* [AIM OF THE TASK]: From the records below, copy each line in which the string "WalkDir" occurs.

* [GIVEN DATA]:

::::::::

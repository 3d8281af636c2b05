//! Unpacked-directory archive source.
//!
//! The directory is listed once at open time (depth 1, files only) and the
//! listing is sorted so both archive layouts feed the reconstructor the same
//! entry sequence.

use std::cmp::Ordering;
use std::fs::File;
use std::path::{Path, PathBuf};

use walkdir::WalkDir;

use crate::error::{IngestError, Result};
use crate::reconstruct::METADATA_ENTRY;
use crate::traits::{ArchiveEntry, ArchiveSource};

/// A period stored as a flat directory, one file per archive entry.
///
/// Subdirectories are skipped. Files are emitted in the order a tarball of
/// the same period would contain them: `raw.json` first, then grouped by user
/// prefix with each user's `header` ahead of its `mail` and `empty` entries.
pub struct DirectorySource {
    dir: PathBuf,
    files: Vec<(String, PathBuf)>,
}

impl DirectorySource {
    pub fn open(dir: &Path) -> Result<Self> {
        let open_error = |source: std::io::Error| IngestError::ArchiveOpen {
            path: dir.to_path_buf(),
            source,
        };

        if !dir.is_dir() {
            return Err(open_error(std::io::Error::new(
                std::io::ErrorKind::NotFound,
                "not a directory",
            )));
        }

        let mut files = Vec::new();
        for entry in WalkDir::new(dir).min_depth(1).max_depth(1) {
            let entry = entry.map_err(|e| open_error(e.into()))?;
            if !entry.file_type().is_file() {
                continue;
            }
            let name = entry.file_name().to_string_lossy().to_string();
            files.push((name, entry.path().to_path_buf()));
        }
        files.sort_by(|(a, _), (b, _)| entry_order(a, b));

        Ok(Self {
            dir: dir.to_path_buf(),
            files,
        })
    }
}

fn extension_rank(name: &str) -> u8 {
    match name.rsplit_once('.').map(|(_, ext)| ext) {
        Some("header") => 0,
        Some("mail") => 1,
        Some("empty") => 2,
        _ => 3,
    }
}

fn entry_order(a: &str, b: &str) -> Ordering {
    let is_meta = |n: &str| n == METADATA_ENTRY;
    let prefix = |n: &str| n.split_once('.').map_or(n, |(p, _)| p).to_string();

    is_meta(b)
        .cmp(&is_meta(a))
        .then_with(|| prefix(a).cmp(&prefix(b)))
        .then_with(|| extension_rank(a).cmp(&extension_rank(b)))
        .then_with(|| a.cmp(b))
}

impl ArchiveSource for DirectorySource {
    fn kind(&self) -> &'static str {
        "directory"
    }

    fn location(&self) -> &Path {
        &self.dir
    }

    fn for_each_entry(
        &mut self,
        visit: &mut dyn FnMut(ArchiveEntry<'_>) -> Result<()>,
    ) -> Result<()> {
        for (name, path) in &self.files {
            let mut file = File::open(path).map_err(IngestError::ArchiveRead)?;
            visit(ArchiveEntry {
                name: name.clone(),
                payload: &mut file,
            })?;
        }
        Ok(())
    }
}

::::::::

* [REPLY TO THE TASK]:
use walkdir::WalkDir;
        for entry in WalkDir::new(dir).min_depth(1).max_depth(1) {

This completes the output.